== Exercise ==
The line with "a unified catalogue", the line with "tier, weighted-random by", and all lines between them in the material below: return these exactly, and no others.

== Input material ==
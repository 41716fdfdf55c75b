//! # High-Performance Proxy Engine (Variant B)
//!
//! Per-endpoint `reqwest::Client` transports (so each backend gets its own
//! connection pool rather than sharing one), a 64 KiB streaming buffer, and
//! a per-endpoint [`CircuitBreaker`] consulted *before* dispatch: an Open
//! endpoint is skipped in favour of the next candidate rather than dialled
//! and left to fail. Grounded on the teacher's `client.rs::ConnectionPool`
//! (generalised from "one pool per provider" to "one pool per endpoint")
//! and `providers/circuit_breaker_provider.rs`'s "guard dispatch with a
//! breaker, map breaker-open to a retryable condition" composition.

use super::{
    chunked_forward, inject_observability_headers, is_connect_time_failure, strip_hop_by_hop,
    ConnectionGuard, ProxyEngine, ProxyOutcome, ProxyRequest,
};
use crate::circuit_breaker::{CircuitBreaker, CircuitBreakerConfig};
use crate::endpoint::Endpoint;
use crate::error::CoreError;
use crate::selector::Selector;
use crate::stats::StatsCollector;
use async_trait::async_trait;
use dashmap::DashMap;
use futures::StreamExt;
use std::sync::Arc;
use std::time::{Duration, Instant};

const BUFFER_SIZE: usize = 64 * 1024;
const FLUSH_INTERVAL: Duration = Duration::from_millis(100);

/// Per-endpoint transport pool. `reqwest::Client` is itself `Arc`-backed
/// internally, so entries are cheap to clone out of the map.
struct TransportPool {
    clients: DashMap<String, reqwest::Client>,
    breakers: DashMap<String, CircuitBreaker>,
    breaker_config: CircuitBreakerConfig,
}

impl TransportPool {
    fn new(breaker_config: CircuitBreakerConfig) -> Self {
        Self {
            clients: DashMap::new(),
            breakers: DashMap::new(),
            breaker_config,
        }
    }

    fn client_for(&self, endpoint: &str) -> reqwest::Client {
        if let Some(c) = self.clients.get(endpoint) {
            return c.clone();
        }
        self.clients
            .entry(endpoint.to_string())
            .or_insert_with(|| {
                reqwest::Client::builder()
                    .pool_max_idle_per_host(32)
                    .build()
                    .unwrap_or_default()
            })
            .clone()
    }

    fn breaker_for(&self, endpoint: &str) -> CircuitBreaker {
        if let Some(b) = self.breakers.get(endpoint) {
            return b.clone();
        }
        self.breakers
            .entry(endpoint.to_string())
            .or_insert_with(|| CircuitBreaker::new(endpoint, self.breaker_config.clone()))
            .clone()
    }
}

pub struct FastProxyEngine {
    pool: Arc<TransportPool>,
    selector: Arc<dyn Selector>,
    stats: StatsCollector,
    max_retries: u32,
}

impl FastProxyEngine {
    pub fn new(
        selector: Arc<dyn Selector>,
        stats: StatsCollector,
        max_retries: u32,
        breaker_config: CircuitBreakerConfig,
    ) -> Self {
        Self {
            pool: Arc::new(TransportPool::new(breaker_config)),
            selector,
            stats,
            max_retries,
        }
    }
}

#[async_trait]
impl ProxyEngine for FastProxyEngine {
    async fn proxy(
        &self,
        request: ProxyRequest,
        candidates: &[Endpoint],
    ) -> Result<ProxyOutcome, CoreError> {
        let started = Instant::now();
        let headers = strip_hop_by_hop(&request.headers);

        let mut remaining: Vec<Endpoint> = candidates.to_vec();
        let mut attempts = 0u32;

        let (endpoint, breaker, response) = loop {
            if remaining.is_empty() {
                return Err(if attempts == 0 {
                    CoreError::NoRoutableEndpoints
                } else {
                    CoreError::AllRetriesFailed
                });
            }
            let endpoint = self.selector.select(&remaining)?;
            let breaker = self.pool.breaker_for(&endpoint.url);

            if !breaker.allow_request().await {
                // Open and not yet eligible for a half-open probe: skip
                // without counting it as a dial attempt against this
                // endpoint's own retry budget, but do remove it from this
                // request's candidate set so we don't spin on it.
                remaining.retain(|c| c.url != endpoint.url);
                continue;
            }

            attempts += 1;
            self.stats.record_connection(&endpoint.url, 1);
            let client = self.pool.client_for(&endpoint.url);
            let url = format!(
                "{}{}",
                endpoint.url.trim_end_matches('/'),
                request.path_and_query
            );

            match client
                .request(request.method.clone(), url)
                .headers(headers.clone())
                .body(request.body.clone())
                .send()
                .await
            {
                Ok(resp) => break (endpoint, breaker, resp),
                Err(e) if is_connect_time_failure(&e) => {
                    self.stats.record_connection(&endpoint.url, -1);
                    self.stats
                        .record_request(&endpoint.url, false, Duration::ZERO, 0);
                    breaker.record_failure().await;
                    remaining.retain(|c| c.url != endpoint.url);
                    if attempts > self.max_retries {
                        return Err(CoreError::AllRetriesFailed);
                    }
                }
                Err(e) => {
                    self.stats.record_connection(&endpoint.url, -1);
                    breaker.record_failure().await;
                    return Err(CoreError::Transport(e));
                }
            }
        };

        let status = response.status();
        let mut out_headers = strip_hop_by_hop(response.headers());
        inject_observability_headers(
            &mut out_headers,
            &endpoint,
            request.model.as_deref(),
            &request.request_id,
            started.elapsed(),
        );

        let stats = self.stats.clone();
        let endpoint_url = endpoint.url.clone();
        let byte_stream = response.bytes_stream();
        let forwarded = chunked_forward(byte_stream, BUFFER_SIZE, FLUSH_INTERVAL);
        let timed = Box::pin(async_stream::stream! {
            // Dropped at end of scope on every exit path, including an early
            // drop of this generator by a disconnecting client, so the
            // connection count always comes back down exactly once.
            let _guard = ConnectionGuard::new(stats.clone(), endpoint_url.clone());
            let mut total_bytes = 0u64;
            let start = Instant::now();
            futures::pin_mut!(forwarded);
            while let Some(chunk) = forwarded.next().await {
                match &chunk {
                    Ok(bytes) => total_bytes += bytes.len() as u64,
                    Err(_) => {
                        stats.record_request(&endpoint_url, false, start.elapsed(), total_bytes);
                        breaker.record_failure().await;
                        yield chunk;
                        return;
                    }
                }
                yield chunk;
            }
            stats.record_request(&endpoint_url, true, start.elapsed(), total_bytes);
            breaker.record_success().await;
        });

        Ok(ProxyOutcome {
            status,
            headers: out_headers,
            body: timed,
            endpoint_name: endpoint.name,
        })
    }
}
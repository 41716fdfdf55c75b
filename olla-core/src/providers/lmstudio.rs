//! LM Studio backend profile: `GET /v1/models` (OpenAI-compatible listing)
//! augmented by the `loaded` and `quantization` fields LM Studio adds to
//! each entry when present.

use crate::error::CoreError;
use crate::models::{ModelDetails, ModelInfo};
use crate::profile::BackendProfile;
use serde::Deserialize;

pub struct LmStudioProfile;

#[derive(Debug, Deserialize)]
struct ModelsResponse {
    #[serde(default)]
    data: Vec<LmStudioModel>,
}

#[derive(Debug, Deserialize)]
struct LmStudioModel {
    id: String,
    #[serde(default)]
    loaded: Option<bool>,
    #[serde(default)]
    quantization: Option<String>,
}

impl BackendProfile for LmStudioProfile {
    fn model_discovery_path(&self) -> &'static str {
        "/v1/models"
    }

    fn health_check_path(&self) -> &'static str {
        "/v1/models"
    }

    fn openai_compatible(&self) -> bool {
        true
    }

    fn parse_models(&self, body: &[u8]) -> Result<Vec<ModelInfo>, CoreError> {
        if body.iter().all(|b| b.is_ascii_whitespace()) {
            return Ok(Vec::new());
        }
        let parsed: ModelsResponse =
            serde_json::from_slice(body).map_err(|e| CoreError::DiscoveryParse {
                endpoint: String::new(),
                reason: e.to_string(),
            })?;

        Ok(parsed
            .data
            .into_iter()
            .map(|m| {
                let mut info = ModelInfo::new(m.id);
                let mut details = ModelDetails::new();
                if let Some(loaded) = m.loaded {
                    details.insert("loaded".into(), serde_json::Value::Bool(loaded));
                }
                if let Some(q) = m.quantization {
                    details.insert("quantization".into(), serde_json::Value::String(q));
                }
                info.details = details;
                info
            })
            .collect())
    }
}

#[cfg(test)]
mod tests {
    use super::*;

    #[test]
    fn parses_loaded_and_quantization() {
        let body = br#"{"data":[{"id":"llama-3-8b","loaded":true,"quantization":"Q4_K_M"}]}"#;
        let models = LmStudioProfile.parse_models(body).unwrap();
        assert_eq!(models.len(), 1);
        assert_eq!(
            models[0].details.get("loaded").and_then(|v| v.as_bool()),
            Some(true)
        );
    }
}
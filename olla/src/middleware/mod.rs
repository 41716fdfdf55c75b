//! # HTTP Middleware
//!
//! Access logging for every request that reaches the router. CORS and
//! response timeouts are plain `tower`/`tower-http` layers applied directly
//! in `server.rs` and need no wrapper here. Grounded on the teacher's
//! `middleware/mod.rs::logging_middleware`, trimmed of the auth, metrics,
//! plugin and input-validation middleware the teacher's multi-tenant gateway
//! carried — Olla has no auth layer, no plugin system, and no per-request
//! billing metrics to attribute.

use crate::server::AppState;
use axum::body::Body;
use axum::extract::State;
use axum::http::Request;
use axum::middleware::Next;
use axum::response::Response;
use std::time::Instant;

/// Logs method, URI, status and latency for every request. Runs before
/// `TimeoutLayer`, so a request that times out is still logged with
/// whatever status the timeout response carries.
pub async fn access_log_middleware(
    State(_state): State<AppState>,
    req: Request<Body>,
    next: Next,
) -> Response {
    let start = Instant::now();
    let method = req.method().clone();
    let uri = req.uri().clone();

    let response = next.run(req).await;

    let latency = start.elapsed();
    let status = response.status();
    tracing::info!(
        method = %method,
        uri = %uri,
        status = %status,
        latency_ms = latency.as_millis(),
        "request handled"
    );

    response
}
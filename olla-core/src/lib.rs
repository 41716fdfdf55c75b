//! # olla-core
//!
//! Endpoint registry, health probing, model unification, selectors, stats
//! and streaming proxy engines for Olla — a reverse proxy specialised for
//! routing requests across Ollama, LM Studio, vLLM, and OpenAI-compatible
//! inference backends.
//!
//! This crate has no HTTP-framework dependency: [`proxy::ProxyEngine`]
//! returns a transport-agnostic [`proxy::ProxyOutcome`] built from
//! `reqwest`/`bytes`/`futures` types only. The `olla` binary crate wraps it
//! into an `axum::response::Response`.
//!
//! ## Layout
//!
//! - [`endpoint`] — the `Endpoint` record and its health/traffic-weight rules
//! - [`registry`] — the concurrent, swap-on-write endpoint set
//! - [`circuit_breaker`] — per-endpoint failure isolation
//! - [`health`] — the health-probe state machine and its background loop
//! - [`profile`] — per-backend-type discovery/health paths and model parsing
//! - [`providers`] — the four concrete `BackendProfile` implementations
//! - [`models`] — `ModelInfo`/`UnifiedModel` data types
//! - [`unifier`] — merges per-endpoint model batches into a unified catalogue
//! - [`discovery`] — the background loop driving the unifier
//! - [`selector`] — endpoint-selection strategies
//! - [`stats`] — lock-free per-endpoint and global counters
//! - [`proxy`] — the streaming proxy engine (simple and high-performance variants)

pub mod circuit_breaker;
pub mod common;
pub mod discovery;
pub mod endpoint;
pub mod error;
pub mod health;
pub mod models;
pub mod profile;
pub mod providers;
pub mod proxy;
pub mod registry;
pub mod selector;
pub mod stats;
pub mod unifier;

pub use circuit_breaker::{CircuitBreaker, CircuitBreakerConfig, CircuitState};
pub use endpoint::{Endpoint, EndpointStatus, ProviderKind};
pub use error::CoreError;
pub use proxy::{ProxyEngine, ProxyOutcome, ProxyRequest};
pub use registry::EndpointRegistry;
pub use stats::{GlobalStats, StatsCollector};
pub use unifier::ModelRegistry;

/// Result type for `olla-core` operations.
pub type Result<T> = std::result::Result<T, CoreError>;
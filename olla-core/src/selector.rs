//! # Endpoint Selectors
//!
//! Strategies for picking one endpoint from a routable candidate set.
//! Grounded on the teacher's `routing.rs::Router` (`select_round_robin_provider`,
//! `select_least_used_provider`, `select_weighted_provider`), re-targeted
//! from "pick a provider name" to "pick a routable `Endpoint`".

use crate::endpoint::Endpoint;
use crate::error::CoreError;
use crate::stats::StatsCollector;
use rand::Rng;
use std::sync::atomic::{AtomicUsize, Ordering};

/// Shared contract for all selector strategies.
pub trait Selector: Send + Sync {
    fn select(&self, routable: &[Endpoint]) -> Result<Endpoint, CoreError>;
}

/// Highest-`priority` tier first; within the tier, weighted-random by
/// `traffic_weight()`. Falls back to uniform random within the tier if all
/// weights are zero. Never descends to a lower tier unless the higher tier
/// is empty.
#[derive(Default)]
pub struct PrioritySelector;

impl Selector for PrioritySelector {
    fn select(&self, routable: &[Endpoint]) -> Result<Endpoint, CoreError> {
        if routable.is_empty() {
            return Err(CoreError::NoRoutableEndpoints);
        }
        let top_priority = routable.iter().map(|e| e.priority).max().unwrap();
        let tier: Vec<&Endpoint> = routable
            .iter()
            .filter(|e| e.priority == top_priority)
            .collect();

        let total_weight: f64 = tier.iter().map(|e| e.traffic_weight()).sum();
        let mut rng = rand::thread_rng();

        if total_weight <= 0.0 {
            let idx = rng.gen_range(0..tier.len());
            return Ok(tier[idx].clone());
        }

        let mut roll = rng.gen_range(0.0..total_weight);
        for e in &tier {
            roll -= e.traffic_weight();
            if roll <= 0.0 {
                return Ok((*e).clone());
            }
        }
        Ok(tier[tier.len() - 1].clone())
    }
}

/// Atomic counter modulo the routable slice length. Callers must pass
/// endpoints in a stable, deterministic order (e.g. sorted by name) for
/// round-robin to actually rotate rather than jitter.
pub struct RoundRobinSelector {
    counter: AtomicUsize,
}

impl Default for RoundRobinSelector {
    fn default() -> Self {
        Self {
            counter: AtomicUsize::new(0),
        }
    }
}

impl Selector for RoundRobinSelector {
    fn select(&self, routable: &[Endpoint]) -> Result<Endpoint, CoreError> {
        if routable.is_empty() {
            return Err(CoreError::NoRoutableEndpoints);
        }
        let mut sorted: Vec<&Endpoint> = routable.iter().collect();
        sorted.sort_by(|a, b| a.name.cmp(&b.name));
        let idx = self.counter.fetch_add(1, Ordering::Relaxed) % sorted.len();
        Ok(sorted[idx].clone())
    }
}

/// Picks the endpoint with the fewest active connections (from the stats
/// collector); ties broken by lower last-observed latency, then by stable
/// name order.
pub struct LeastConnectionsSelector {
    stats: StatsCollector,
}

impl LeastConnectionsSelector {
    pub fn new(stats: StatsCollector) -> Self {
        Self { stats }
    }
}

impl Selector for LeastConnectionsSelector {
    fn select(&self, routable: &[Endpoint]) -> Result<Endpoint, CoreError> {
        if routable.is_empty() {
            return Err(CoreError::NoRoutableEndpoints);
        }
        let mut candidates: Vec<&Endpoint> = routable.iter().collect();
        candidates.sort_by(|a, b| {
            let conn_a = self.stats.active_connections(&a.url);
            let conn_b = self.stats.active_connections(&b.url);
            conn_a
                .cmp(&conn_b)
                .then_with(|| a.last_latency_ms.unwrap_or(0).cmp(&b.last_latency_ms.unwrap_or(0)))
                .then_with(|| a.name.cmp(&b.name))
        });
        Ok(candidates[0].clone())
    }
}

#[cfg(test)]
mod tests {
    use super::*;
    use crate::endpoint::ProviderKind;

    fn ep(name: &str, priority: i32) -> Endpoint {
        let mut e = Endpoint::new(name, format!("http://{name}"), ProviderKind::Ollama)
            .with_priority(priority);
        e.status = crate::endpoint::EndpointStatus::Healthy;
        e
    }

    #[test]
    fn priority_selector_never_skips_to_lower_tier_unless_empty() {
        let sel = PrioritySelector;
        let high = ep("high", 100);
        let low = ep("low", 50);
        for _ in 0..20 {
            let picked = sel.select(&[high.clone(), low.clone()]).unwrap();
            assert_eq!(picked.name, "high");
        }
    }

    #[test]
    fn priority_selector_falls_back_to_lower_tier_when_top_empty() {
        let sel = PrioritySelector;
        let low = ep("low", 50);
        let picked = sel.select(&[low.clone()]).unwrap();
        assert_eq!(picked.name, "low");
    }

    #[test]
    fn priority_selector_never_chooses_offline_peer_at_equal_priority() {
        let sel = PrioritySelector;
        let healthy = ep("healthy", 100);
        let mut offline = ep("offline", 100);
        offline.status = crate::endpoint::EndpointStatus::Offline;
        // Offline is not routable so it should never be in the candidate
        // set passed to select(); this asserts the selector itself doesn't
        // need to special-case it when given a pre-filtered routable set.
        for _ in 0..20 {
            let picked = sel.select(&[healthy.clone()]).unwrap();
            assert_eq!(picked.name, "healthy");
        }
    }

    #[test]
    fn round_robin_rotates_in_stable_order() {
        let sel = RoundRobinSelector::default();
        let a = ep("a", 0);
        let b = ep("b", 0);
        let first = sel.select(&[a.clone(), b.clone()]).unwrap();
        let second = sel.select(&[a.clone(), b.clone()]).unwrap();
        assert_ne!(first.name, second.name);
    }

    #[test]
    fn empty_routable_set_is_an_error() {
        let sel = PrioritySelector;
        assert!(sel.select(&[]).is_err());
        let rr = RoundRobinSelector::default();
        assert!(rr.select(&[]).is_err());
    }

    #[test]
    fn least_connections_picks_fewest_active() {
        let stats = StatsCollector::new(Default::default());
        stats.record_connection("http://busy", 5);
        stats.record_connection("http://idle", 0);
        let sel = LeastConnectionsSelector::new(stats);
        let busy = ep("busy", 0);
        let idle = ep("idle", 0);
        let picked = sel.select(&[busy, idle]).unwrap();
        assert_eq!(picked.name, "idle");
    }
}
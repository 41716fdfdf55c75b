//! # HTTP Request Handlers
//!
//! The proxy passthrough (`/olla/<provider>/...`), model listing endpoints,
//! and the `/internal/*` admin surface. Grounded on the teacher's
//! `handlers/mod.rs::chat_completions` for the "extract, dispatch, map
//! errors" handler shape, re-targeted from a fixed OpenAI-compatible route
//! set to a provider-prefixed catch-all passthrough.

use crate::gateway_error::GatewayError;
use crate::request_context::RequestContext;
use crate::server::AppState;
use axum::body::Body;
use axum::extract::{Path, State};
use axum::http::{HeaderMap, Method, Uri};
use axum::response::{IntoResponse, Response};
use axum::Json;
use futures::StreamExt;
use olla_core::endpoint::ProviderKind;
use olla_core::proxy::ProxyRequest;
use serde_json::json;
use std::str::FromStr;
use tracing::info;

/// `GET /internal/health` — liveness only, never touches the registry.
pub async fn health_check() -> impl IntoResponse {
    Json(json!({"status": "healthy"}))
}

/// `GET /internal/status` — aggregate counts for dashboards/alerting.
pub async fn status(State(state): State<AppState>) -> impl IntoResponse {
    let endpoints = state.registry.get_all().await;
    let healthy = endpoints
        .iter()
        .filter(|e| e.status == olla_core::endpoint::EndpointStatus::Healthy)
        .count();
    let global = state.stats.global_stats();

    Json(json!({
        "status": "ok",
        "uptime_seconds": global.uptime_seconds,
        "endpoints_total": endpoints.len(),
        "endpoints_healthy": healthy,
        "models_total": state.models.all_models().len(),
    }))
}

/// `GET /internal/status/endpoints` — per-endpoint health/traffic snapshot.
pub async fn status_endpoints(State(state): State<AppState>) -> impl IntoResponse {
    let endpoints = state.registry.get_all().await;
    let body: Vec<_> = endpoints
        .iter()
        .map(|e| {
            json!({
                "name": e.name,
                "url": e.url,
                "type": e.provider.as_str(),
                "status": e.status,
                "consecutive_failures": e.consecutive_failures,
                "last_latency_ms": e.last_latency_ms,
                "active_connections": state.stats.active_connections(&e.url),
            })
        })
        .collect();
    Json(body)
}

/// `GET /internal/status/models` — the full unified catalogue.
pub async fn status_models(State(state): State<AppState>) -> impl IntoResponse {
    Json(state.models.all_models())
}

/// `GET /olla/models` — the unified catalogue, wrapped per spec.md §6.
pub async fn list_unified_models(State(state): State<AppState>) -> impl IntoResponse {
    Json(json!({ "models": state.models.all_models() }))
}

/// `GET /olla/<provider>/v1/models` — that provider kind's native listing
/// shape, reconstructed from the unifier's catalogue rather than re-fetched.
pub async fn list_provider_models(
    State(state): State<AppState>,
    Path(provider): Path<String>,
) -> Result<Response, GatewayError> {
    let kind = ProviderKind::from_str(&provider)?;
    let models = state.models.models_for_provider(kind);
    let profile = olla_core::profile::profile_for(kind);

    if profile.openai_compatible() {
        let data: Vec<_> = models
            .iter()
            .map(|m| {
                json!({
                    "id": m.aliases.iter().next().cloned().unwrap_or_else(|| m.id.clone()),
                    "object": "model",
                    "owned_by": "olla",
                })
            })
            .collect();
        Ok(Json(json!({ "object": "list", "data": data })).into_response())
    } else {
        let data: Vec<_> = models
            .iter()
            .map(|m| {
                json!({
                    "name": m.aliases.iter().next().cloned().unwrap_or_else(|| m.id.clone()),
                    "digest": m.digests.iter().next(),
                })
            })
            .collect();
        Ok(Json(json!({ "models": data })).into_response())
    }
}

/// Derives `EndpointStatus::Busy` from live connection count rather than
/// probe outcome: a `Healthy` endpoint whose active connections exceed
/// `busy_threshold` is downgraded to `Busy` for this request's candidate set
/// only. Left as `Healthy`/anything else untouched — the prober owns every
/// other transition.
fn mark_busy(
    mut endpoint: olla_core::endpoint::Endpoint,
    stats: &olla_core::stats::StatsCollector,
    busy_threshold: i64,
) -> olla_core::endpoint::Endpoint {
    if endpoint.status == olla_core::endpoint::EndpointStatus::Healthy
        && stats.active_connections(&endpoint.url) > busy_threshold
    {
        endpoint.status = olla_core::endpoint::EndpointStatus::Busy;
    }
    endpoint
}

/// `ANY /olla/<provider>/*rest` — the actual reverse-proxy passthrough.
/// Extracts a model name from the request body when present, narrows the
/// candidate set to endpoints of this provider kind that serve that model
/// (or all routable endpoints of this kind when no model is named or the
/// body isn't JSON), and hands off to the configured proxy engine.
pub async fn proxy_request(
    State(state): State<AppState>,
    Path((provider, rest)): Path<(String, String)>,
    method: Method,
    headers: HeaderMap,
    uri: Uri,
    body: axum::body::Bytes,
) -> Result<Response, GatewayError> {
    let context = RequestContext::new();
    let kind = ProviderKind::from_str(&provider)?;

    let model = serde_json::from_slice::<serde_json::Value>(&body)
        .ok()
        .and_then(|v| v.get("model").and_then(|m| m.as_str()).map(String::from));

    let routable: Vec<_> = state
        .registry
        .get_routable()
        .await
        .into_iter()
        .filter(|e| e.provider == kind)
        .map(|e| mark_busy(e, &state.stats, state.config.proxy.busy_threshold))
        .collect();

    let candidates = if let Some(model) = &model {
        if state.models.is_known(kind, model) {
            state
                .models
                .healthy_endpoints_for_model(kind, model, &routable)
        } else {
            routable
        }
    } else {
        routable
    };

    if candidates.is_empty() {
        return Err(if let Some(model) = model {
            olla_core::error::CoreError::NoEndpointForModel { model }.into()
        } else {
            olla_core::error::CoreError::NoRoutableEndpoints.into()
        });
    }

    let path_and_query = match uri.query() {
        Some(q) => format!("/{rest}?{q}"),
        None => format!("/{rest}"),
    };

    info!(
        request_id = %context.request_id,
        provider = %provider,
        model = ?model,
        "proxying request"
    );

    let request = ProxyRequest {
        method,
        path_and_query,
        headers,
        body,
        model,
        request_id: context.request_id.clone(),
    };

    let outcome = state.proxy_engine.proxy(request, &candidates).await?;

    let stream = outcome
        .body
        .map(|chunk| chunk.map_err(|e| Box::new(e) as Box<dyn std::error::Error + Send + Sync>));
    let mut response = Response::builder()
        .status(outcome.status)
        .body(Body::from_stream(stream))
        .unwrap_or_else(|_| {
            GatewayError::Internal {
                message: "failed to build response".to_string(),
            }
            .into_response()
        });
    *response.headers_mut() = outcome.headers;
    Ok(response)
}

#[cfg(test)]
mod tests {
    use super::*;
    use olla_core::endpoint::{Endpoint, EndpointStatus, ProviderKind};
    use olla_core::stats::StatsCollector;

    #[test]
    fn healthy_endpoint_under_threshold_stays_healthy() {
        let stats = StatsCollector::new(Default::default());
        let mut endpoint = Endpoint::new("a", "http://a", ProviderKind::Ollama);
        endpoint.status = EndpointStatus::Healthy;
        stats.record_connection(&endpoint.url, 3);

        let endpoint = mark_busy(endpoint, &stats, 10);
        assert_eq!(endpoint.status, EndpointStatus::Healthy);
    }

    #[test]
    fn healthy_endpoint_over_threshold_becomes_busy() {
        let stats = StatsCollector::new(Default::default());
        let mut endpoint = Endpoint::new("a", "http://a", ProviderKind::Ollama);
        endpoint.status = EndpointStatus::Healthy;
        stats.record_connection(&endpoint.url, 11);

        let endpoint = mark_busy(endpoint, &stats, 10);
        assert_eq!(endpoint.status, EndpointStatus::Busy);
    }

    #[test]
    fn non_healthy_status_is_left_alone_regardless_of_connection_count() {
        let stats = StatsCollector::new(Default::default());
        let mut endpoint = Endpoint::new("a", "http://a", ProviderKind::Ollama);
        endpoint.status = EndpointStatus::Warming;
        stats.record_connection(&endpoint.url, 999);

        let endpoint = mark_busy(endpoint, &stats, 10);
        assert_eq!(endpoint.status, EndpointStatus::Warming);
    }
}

== Exercise output ==
//! - [`unifier`] — merges per-endpoint model batches into a unified catalogue
//! - [`discovery`] — the background loop driving the unifier
//! - [`selector`] — endpoint-selection strategies
//! - [`stats`] — lock-free per-endpoint and global counters
//! - [`proxy`] — the streaming proxy engine (simple and high-performance variants)

pub mod circuit_breaker;
pub mod common;
pub mod discovery;
pub mod endpoint;
pub mod error;
pub mod health;
pub mod models;
pub mod profile;
pub mod providers;
pub mod proxy;
pub mod registry;
pub mod selector;
pub mod stats;
pub mod unifier;

pub use circuit_breaker::{CircuitBreaker, CircuitBreakerConfig, CircuitState};
pub use endpoint::{Endpoint, EndpointStatus, ProviderKind};
pub use error::CoreError;
pub use proxy::{ProxyEngine, ProxyOutcome, ProxyRequest};
pub use registry::EndpointRegistry;
pub use stats::{GlobalStats, StatsCollector};
pub use unifier::ModelRegistry;

/// Result type for `olla-core` operations.
pub type Result<T> = std::result::Result<T, CoreError>;
filename olla-core/src/selector.rs
//! # Endpoint Selectors
//!
//! Strategies for picking one endpoint from a routable candidate set.
//! Grounded on the teacher's `routing.rs::Router` (`select_round_robin_provider`,
//! `select_least_used_provider`, `select_weighted_provider`), re-targeted
//! from "pick a provider name" to "pick a routable `Endpoint`".

use crate::endpoint::Endpoint;
use crate::error::CoreError;
use crate::stats::StatsCollector;
use rand::Rng;
use std::sync::atomic::{AtomicUsize, Ordering};

/// Shared contract for all selector strategies.
pub trait Selector: Send + Sync {
    fn select(&self, routable: &[Endpoint]) -> Result<Endpoint, CoreError>;
}

/// Highest-`priority` tier first; within the tier, weighted-random by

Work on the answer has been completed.